Lungimiranza
1 Agosto 2015Valeria Piasentà
La storia si ripete, sosteneva l’ateniese Tucidide qualche secolo prima di Cristo. L’ignoranza degli uomini, spesso, non consente di prenderne atto e prevederne le conseguenze. Così – pur cambiando i soggetti, e i mezzi di guerre ora combattute non con l’artiglieria ma con le altrettanto letali armi della finanza – il recente caso della Grecia riecheggia in vecchie e profetiche considerazioni di Giuseppe Verdi.
Che non fu solo il grande compositore che tutti conosciamo, ma anche un fine intenditore dell’animo umano e di questioni politiche; soprattutto possedeva la qualità rara della lungimiranza. Leggete cosa scriveva il 30 settembre 1870 a una sua amica milanese, l’indomani della disfatta francese a Sedan e con Parigi assediata.
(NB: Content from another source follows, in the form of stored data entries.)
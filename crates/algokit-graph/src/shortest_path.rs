//! Single-source shortest paths with Dijkstra's algorithm.

use crate::types::EdgeWeight;
use crate::undirected::UndirectedGraph;
use algokit_core::{Error, Result};
use petgraph::stable_graph::NodeIndex;
use petgraph::visit::{EdgeRef, IntoEdgeReferences};
use serde::Serialize;
use std::cmp::Ordering;
use std::collections::{BinaryHeap, HashMap};
use std::fmt;
use std::hash::Hash;

// ============================================================================
// Result types
// ============================================================================

/// Distances and predecessors from one source vertex.
#[derive(Clone, Debug)]
pub struct ShortestPaths<V, W> {
    source: V,
    distances: HashMap<V, W>,
    predecessors: HashMap<V, V>,
}

impl<V, W> ShortestPaths<V, W>
where
    V: Eq + Hash + Clone,
    W: Copy,
{
    /// The vertex the distances are measured from.
    pub fn source(&self) -> &V {
        &self.source
    }

    /// Length of the shortest path to `vertex`, or `None` if unreachable.
    pub fn distance(&self, vertex: &V) -> Option<W> {
        self.distances.get(vertex).copied()
    }

    /// The shortest path `source..=vertex`, or `None` if unreachable.
    pub fn path_to(&self, vertex: &V) -> Option<Vec<V>> {
        if !self.distances.contains_key(vertex) {
            return None;
        }
        let mut path = vec![vertex.clone()];
        let mut current = vertex;
        while let Some(previous) = self.predecessors.get(current) {
            path.push(previous.clone());
            current = previous;
        }
        path.reverse();
        Some(path)
    }

    /// Every reachable vertex (the source included), in no particular order.
    pub fn reachable(&self) -> impl Iterator<Item = &V> {
        self.distances.keys()
    }
}

/// Result of a point-to-point shortest path query.
#[derive(Clone, Debug, PartialEq, Eq, Serialize)]
pub struct PathResult<V, W> {
    /// Vertices along the path, both endpoints included.
    pub path: Vec<V>,
    /// Sum of the edge weights along the path.
    pub total_weight: W,
    /// Whether a path was found.
    pub found: bool,
}

impl<V, W: Default> PathResult<V, W> {
    /// Creates an empty result indicating no path found.
    pub fn not_found() -> Self {
        Self {
            path: Vec::new(),
            total_weight: W::default(),
            found: false,
        }
    }
}

// ============================================================================
// Dijkstra
// ============================================================================

#[derive(Debug, PartialEq, Eq)]
struct State<W> {
    cost: W,
    /// Insertion sequence number of `node`.
    seq: u64,
    node: NodeIndex,
}

// Reversed for a min-heap; ties go to the earlier-inserted vertex.
impl<W: Ord> Ord for State<W> {
    fn cmp(&self, other: &Self) -> Ordering {
        other
            .cost
            .cmp(&self.cost)
            .then_with(|| other.seq.cmp(&self.seq))
    }
}

impl<W: Ord> PartialOrd for State<W> {
    fn partial_cmp(&self, other: &Self) -> Option<Ordering> {
        Some(self.cmp(other))
    }
}

/// Dijkstra's algorithm from `source`.
///
/// # Errors
///
/// - `NotFound` if `source` is not a vertex of the graph.
/// - `NegativeWeight` if any edge weighs less than zero.
/// - `Overflow` if the shortest path to some reachable vertex is longer
///   than `W` can hold.
///
/// # Example
///
/// ```rust
/// use algokit_graph::{UndirectedGraph, shortest_path::dijkstra};
///
/// let g = UndirectedGraph::from_weighted([("a", "b", 4u32), ("b", "c", 1), ("a", "c", 7)]);
/// let paths = dijkstra(&g, &"a").unwrap();
/// assert_eq!(paths.distance(&"c"), Some(5));
/// assert_eq!(paths.path_to(&"c"), Some(vec!["a", "b", "c"]));
/// ```
pub fn dijkstra<V, W>(graph: &UndirectedGraph<V, W>, source: &V) -> Result<ShortestPaths<V, W>>
where
    V: Eq + Hash + Clone + fmt::Debug,
    W: EdgeWeight,
{
    let start = graph
        .index_of(source)
        .ok_or_else(|| Error::not_found("vertex", source))?;
    check_non_negative(graph)?;

    let mut dist: HashMap<NodeIndex, W> = HashMap::from([(start, W::default())]);
    let mut prev: HashMap<NodeIndex, NodeIndex> = HashMap::new();
    let mut heap = BinaryHeap::from([State {
        cost: W::default(),
        seq: graph.vertex_order(start),
        node: start,
    }]);

    while let Some(State { cost, node, .. }) = heap.pop() {
        if dist.get(&node).is_some_and(|&best| cost > best) {
            continue;
        }
        for edge in graph.graph.edges(node) {
            let next = if edge.source() == node {
                edge.target()
            } else {
                edge.source()
            };
            // An overflowing sum can never improve a distance already known.
            let candidate = match cost.checked_add(*edge.weight()) {
                Some(candidate) => candidate,
                None if dist.contains_key(&next) => continue,
                None => return Err(Error::overflow("dijkstra")),
            };
            if dist.get(&next).is_none_or(|&best| candidate < best) {
                dist.insert(next, candidate);
                prev.insert(next, node);
                heap.push(State {
                    cost: candidate,
                    seq: graph.vertex_order(next),
                    node: next,
                });
            }
        }
    }

    log::debug!(
        "dijkstra from {:?} reached {} of {} vertices",
        source,
        dist.len(),
        graph.vertex_count()
    );

    let vertex = |idx: NodeIndex| graph.graph[idx].clone();
    Ok(ShortestPaths {
        source: source.clone(),
        distances: dist.into_iter().map(|(n, d)| (vertex(n), d)).collect(),
        predecessors: prev
            .into_iter()
            .map(|(n, p)| (vertex(n), vertex(p)))
            .collect(),
    })
}

fn check_non_negative<V, W>(graph: &UndirectedGraph<V, W>) -> Result<()>
where
    V: fmt::Debug,
    W: EdgeWeight,
{
    for edge in graph.graph.edge_references() {
        if *edge.weight() < W::default() {
            return Err(Error::NegativeWeight {
                edge: format!(
                    "{:?} -- {:?} ({:?})",
                    graph.graph[edge.source()],
                    graph.graph[edge.target()],
                    edge.weight()
                ),
            });
        }
    }
    Ok(())
}

/// Shortest path between two vertices.
///
/// A missing endpoint or an unreachable target yields
/// [`PathResult::not_found`]; `from == to` is a path of one vertex and zero
/// weight. Negative weights and overflow are errors as for [`dijkstra`].
pub fn shortest_path<V, W>(
    graph: &UndirectedGraph<V, W>,
    from: &V,
    to: &V,
) -> Result<PathResult<V, W>>
where
    V: Eq + Hash + Clone + fmt::Debug,
    W: EdgeWeight,
{
    if !graph.contains_vertex(from) || !graph.contains_vertex(to) {
        return Ok(PathResult::not_found());
    }

    let paths = dijkstra(graph, from)?;
    match (paths.path_to(to), paths.distance(to)) {
        (Some(path), Some(total_weight)) => Ok(PathResult {
            path,
            total_weight,
            found: true,
        }),
        _ => Ok(PathResult::not_found()),
    }
}

impl<V, W> UndirectedGraph<V, W>
where
    V: Eq + Hash + Clone + fmt::Debug,
    W: EdgeWeight,
{
    /// Dijkstra's algorithm from `source`. See [`dijkstra`].
    pub fn dijkstra(&self, source: &V) -> Result<ShortestPaths<V, W>> {
        dijkstra(self, source)
    }

    /// Shortest path between two vertices. See [`shortest_path`].
    pub fn shortest_path(&self, from: &V, to: &V) -> Result<PathResult<V, W>> {
        shortest_path(self, from, to)
    }
}

// ============================================================================
// Tests
// ============================================================================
Destinataria della lettera è la contessa Chiara Maffei, che a Milano teneva un famoso salotto frequentato da Manzoni, Massimo D’Azeglio, Mazzini, da tutta la cultura europea di passaggio a Milano e, soprattutto, da patrioti e poi politici italiani. Soggetti dell’amarezza di Verdi sono la posizione ambigua dei governanti italiani, e la prepotente ingerenza del nascente impero germanico nelle questioni geopolitiche europee. L’incapacità di riconoscere alla Francia, patria di libertà e civiltà moderne, un ‘debito di riconoscenza’ ne’, tantomeno, di siglare con Parigi una ‘pace coi vinti’. Quel che avverrà in seguito gli darà ampiamente ragione.
“Cara Clarina,
Questo disastro della Francia, come a voi, mette a me pure la desolazione in cuore! È vero che la blague, l’impertinenza, la presunzione nei Francesi era, ed è, malgrado tutte le loro miserie, insopportabile; ma infine la Francia ha dato la libertà e la civiltà al mondo moderno. E s’essa cade, non ci illudiamo, cadranno tutte le nostre libertà e la nostra civiltà. Che i nostri letterati e i nostri politici vantino pure il sapere, le scienze, e persino (Dio glielo perdoni!) le arti di questi vincitori; ma se guardassero un po’ in centro, vedrebbero che nelle loro vene scorre sempre l’antico sangue goto, che sono di uno smisurato orgoglio, duri, intolleranti, sprezzatori di tutto ciò che non è germanico e di una rapacità che non ha limiti. Uomini di testa, ma senza cuore; razza forte ma non civile. E quel Re che ha sempre in bocca Dio e la Provvidenza, e coll’ajuto di questa distrugge la parte migliore d’Europa! Egli si crede predestinato a riformare i costumi e punire i vizii del mondo moderno!!! Che stampo di missionario!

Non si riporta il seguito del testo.